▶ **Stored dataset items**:
====

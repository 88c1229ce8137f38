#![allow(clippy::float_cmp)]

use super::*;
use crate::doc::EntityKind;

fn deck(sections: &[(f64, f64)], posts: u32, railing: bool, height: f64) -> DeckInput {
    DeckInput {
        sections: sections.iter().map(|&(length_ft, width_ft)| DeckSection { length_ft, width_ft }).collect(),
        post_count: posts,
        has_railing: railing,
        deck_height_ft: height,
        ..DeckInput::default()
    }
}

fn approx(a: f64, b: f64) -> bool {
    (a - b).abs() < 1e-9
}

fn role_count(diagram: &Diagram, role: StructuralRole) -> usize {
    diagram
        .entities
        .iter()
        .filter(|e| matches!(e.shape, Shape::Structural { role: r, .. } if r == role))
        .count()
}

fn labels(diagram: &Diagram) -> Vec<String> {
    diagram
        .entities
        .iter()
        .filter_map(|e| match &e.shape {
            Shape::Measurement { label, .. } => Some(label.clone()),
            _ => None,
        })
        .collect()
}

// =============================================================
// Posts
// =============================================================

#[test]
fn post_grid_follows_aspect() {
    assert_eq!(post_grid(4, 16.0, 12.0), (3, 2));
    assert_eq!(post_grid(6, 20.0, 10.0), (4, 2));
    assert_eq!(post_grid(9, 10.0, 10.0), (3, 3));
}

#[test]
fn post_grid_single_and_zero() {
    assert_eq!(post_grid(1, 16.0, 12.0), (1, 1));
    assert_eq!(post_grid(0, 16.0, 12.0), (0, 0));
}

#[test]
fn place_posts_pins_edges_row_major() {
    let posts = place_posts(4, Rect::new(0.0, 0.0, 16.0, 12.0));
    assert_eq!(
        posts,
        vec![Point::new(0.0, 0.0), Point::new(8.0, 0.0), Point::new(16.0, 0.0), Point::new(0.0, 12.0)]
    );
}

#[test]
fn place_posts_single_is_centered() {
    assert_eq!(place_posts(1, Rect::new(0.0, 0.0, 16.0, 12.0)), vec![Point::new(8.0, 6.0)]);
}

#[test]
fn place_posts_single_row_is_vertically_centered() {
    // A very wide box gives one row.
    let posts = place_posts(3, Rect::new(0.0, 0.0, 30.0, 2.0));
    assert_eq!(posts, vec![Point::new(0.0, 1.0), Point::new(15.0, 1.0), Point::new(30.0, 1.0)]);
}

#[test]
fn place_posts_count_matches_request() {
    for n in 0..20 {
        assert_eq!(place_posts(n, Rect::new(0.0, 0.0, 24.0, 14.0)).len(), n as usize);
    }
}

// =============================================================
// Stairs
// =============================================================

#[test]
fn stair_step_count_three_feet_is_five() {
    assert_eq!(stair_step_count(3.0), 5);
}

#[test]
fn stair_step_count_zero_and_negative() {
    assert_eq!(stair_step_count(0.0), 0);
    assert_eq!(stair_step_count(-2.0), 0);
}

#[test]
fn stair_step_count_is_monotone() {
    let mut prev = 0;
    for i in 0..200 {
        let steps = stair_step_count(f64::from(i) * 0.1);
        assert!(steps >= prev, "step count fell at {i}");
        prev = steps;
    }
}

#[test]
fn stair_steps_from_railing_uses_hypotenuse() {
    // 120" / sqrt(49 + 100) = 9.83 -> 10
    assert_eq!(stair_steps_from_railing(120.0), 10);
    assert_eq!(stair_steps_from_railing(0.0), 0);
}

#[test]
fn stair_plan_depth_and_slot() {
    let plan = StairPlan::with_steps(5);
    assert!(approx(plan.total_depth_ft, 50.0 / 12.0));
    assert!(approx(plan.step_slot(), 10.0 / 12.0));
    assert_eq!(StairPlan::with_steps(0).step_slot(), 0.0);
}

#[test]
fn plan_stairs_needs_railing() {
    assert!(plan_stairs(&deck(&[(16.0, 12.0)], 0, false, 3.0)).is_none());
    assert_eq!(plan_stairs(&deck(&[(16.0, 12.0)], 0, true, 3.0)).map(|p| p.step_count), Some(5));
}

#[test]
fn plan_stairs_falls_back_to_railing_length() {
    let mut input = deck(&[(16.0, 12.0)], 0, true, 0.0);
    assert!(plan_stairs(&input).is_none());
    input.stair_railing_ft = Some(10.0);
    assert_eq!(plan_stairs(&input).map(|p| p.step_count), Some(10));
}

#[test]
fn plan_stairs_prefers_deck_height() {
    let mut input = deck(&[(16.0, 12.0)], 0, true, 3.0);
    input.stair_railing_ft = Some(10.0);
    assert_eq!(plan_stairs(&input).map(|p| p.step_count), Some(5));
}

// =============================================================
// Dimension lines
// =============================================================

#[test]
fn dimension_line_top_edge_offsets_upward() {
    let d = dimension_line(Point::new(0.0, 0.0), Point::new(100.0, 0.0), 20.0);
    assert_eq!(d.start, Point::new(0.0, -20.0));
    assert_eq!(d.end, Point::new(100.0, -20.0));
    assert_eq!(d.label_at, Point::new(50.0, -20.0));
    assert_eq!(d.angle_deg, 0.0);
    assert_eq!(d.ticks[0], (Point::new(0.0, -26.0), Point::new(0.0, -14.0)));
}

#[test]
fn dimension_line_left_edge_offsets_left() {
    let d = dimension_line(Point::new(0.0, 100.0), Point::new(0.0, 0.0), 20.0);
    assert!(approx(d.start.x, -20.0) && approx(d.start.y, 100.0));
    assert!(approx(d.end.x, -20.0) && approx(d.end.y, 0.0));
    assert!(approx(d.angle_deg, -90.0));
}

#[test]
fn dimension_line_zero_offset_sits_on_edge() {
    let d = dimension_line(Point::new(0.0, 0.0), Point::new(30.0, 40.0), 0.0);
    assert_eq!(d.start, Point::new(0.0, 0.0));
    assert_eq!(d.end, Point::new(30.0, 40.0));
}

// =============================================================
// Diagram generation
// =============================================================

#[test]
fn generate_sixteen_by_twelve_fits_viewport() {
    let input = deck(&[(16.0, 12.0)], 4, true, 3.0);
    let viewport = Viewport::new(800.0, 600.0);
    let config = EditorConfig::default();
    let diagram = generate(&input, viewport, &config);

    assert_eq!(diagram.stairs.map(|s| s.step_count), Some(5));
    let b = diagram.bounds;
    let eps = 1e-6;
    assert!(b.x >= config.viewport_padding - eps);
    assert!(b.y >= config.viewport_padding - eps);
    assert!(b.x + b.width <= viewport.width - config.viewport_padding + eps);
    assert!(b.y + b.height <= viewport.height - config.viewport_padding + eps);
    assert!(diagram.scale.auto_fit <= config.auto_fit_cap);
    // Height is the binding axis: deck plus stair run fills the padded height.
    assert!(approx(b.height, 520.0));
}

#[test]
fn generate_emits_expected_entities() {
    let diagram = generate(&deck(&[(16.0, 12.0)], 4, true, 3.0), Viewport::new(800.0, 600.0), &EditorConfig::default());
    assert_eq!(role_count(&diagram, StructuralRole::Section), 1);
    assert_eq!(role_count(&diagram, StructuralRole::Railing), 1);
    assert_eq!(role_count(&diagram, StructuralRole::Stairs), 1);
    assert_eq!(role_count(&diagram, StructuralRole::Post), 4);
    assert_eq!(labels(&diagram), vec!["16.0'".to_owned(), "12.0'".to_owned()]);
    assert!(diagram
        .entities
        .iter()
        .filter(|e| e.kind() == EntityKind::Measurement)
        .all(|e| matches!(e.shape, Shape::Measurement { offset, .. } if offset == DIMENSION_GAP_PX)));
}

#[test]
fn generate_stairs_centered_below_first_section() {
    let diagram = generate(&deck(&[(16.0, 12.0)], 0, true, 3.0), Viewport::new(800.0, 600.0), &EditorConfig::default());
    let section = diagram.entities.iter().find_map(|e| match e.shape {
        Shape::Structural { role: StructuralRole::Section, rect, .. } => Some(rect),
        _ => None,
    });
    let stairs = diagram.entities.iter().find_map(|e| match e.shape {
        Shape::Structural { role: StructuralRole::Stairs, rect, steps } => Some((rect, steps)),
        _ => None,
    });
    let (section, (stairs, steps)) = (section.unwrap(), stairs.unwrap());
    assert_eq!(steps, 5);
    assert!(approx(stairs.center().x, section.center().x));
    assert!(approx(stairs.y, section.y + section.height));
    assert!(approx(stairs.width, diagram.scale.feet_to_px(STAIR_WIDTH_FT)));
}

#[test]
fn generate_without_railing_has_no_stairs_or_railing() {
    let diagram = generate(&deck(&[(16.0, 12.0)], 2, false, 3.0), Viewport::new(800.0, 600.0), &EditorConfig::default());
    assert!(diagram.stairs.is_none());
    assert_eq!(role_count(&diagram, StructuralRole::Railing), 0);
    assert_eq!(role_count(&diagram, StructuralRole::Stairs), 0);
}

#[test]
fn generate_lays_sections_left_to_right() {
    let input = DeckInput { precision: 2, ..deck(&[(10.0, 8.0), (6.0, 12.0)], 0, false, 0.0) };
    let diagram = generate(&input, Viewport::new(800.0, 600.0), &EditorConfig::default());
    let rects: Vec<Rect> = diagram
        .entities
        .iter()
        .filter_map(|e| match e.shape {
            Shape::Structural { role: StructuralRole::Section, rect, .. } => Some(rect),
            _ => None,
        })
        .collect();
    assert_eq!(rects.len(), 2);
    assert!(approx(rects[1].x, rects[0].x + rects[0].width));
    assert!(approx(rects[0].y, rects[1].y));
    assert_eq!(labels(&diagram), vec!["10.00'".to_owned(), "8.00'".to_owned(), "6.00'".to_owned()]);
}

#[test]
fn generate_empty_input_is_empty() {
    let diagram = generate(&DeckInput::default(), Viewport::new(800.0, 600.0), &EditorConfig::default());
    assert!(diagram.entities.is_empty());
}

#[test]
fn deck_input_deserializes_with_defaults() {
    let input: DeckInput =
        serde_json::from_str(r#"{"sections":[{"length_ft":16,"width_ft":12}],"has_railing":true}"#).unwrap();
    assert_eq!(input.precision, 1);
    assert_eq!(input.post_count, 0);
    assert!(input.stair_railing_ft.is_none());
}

====

▶ **TASK PROMPT**:
Wherever the word "bool" appears in the data, return the whole line.

▶ **OUTPUT**:
fn deck(sections: &[(f64, f64)], posts: u32, railing: bool, height: f64) -> DeckInput {
fn approx(a: f64, b: f64) -> bool {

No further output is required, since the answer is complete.